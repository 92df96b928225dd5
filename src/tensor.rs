// 该文件是 Beifeng （北风） 项目的一部分。
// src/tensor.rs - 网络输入张量预处理
//
// 本文件根据 Apache 许可证第 2.0 版（以下简称“许可证”）授权使用；
// 除非遵守该许可证条款，否则您不得使用本文件。
// 您可通过以下网址获取许可证副本：
// http://www.apache.org/licenses/LICENSE-2.0
// 除非适用法律要求或书面同意，根据本许可协议分发的软件均按“原样”提供，
// 不附带任何形式的明示或暗示的保证或条件。
// 有关许可权限与限制的具体条款，请参阅本许可协议。
//
// Copyright (C) 2026 Johann Li <me@qinka.pro>, Wareless Group

use image::RgbImage;
use ndarray::Array4;

/// 送入网络的通道顺序
#[derive(Debug, Clone, Copy, Default, PartialEq, Eq)]
pub enum ChannelOrder {
  #[default]
  Rgb,
  Bgr,
}

/// 缩放到 [0, 1] 之后的归一化方式
#[derive(Debug, Clone, Copy, Default, PartialEq)]
pub enum Normalization {
  #[default]
  UnitRange,
  MeanStd { mean: [f32; 3], std: [f32; 3] },
}

#[derive(Debug, Clone, Copy, Default, PartialEq)]
pub struct TensorOptions {
  pub channel_order: ChannelOrder,
  pub normalization: Normalization,
}

impl TensorOptions {
  pub fn with_channel_order(mut self, channel_order: ChannelOrder) -> Self {
    self.channel_order = channel_order;
    self
  }

  pub fn with_normalization(mut self, normalization: Normalization) -> Self {
    self.normalization = normalization;
    self
  }
}

/// HWC u8 图像转为 (1, 3, H, W) 的 f32 张量
pub fn to_tensor(image: &RgbImage, options: &TensorOptions) -> Array4<f32> {
  let (width, height) = image.dimensions();
  let mut tensor = Array4::<f32>::zeros((1, 3, height as usize, width as usize));

  let (mean, std) = match options.normalization {
    Normalization::UnitRange => ([0.0; 3], [1.0; 3]),
    Normalization::MeanStd { mean, std } => (mean, std),
  };

  for (x, y, pixel) in image.enumerate_pixels() {
    for c in 0..3 {
      let src_c = match options.channel_order {
        ChannelOrder::Rgb => c,
        ChannelOrder::Bgr => 2 - c,
      };
      let value = pixel[src_c] as f32 / 255.0;
      tensor[[0, c, y as usize, x as usize]] = (value - mean[c]) / std[c];
    }
  }

  tensor
}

-=-=-

Each line of the records above should be copied exactly.

repository 92df96b928225dd5
filename src/tensor.rs
// 该文件是 Beifeng （北风） 项目的一部分。
// src/tensor.rs - 网络输入张量预处理
//
// 本文件根据 Apache 许可证第 2.0 版（以下简称“许可证”）授权使用；
// 除非遵守该许可证条款，否则您不得使用本文件。
// 您可通过以下网址获取许可证副本：
// http://www.apache.org/licenses/LICENSE-2.0
// 除非适用法律要求或书面同意，根据本许可协议分发的软件均按“原样”提供，
// 不附带任何形式的明示或暗示的保证或条件。
// 有关许可权限与限制的具体条款，请参阅本许可协议。
//
// Copyright (C) 2026 Johann Li <me@qinka.pro>, Wareless Group

use image::RgbImage;
use ndarray::Array4;

/// 送入网络的通道顺序
#[derive(Debug, Clone, Copy, Default, PartialEq, Eq)]
pub enum ChannelOrder {
  #[default]
  Rgb,
  Bgr,
}

/// 缩放到 [0, 1] 之后的归一化方式
#[derive(Debug, Clone, Copy, Default, PartialEq)]
pub enum Normalization {
  #[default]
  UnitRange,
  MeanStd { mean: [f32; 3], std: [f32; 3] },
}

#[derive(Debug, Clone, Copy, Default, PartialEq)]
pub struct TensorOptions {
  pub channel_order: ChannelOrder,
  pub normalization: Normalization,
}

impl TensorOptions {
  pub fn with_channel_order(mut self, channel_order: ChannelOrder) -> Self {
    self.channel_order = channel_order;
    self
  }

  pub fn with_normalization(mut self, normalization: Normalization) -> Self {
    self.normalization = normalization;
    self
  }
}

/// HWC u8 图像转为 (1, 3, H, W) 的 f32 张量
pub fn to_tensor(image: &RgbImage, options: &TensorOptions) -> Array4<f32> {
  let (width, height) = image.dimensions();
  let mut tensor = Array4::<f32>::zeros((1, 3, height as usize, width as usize));

  let (mean, std) = match options.normalization {
    Normalization::UnitRange => ([0.0; 3], [1.0; 3]),
    Normalization::MeanStd { mean, std } => (mean, std),
  };

  for (x, y, pixel) in image.enumerate_pixels() {
    for c in 0..3 {
      let src_c = match options.channel_order {
        ChannelOrder::Rgb => c,
        ChannelOrder::Bgr => 2 - c,
      };
      let value = pixel[src_c] as f32 / 255.0;
      tensor[[0, c, y as usize, x as usize]] = (value - mean[c]) / std[c];
    }
  }

  tensor
}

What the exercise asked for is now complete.